Outsourcing the American Summer


It’s so commonplace now that it’s easy to forget that it was not always so: Romanian students ringing up seasonal sales for Nantucket shopkeepers; Russian girls hawking souvenirs on Virginia Beach’s boardwalk; Lithuanian youths bagging groceries at gourmet markets on the coast of Maine; and at my community swimming pool, all eight (except one) of the lifeguard positions outsourced to Bulgarians.

I had never thought twice about it until my teenaged son attempted to get a summer job. Most of his peers, children of Boomer parents like me, weren’t even attempting to find summer jobs. Instead, they were doing “internships” (paid for by their parents), going to summer camp or vacationing with their families. On the other side of the class divide, the kids who really needed the summer jobs seemed not to be potential employers’ ideal candidates.

Fifty years ago, I worked as a lifeguard at a community swimming pool in the Northern Virginia suburbs of the Nation’s Capital. The job was considered “way cool” by my fellow high school students, who typically did part-time manual labor. But summer jobs we all had.

Summer jobs were a Boomer rite of passage — a formative, possibly even character-building, experience that included valuable real-world lessons such as the meaning of “after taxes” paychecks. By summer’s end at the pool, I managed to save enough to purchase a ratty, used sports car, and I had something “real-world” to put on college applications. More important was the sense of self transcending adolescent anguish when you discovered that others valued your time enough to pay you.

So with my encouragement — indeed, direction — son Tom began a job search for a lifeguard position last summer, also in Northern Virginia. It became as entangled as the college admission process; finally he found a place with a local pool management company. But he was only one of two American kids on the payroll; and he was never allowed to pull more than 10–20 hours a week, hardly enough to recover his costs for lifeguard training, while the kids from Bulgaria all got full 40-hour shifts.

The Eastern Europeans working at America’s swimming pools and summer resorts are not undocumented workers. Rather, they’re here at the explicit invitation of clever small businesses and enterprising middlemen exploiting the State Department’s “J-1 Summer Work and Travel Program,” created under the Fulbright-Hays Act of 1961.

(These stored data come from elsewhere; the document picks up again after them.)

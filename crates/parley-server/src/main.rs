use std::sync::Arc;

use parley_server::api;
use parley_server::config::ServerConfig;
use parley_server::file_store::DiskFileStore;
use parley_server::state::AppState;
use parley_store::Database;
use tracing::info;
use tracing_subscriber::EnvFilter;

#[tokio::main]
async fn main() -> anyhow::Result<()> {
    // -----------------------------------------------------------------------
    // 1. Initialize tracing (respects RUST_LOG env var)
    // -----------------------------------------------------------------------
    tracing_subscriber::fmt()
        .with_env_filter(
            EnvFilter::try_from_default_env()
                .unwrap_or_else(|_| EnvFilter::new("info,parley_server=debug")),
        )
        .init();

    info!("Starting Parley federation server v{}", env!("CARGO_PKG_VERSION"));

    // -----------------------------------------------------------------------
    // 2. Load configuration
    // -----------------------------------------------------------------------
    let config = ServerConfig::from_env();
    info!(
        domain = %config.domain,
        instance = %config.instance_name,
        database = %config.database_path.display(),
        admin_enabled = config.admin_token.is_some(),
        "Loaded configuration"
    );

    // -----------------------------------------------------------------------
    // 3. Initialize subsystems
    // -----------------------------------------------------------------------
    let db = Database::open_at(&config.database_path)?;
    let files = Arc::new(
        DiskFileStore::new(config.file_storage_path.clone(), config.max_file_size).await?,
    );
    let http_addr = config.http_addr;
    let state = AppState::new(config, db, files)?;

    let enabled = state.registry.is_enabled()?;
    info!(federation_enabled = enabled, "Federation state loaded");

    // -----------------------------------------------------------------------
    // 4. Run the HTTP API server (blocks until shutdown)
    // -----------------------------------------------------------------------
    tokio::select! {
        result = api::serve(state, http_addr) => {
            if let Err(e) = result {
                tracing::error!(error = %e, "HTTP server failed");
                return Err(e);
            }
        }
        _ = tokio::signal::ctrl_c() => {
            info!("Received Ctrl+C, shutting down");
        }
    }

    Ok(())
}
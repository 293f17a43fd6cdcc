//! # parley-store
//!
//! SQLite storage for a Parley instance.
//!
//! The crate exposes a synchronous `Database` handle that wraps a
//! `rusqlite::Connection` and provides typed helpers for every record the
//! federation subsystem touches: peer instances, local and shadow users,
//! stored files, the instance keypair, settings, and the friend / DM / report
//! records that relays create.

pub mod database;
pub mod files;
pub mod instances;
pub mod keys;
pub mod migrations;
pub mod models;
pub mod servers;
pub mod settings;
pub mod social;
pub mod users;

mod error;

pub use database::Database;
pub use error::{Result, StoreError};
pub use models::*;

The program was meant to foster cultural understanding — and in this regard can be said to be a perfect example of Boomer idealism. But it is also possibly symptomatic of Boomers’ greedy selfishness:

Even after being fine-tuned last year to prevent flagrant abuses, the program has become, in the words of the Associated Press, “a booming, multimillion-dollar international business.” The $10 million management company contracted to run my community swimming pool, for instance, employs its very own recruiter in Bulgaria.

Recruitment is easy, since in Bulgaria the typical wage for this kind of summer work is less than the equivalent of $2 per hour. Even after the foreign youth pay their exchange fee plus transportation and other expenses, they net easily twice what they would have made in their home countries.

On the other side of the ledger, U.S. employers’ seasonal labor costs are a fraction of what they would have been employing their own citizens. Although the minimum wage is the same, employers do not have to contribute to Social Security and Medicare withholding. Moreover, the most “creative” employers charge their foreign employees for goods and services (like rent) in the manner of the legendary coal-miners’ owe-my-soul-to-the-company-store.

Still, as long as the foreigners are netting more money than they would back home, it’s a classic “win-win.” The only losers are unemployed American youth wasting away their valuable summers. It’s easy to impugn State Department “job-killing regulations,” but the sponsoring U.S. businesses are the real job killers, gaming the system for short-term bottom-lines at the nation’s long-term expense.

Photo courtesy safeswim.com

And so America’s own youth are robbed of summertime opportunities for growth — not to mention future nostalgia, such as what we Boomer parents are now enjoying.

My son Tom and the Bulgarians became great friends. In that sense — increasing international understanding — the State Department’s program can be judged a success. But the image that these foreign guests inevitably form of the United States is of individual greed and institutional corruption:

“We don’t even pay our share for the upkeep of your infrastructure that we use!” one of the Bulgarian lifeguards, amazed and amused, told me. Now in his second summer at the same pool, he explained that as non-resident, temporary workers, the foreigners can get all their withholding taxes refunded. To help them through this puzzling process, the U.S. employers or affiliated entrepreneurs have set up consulting services that (for a fee, of course) will file and collect the foreigners’ tax refunds for them.

“Is this a great country, or what?” I joked with Nickolaiski. In his impeccable English, he joined the joke and shook his head at the absurdity of it all: “And people wonder why America is in decline.”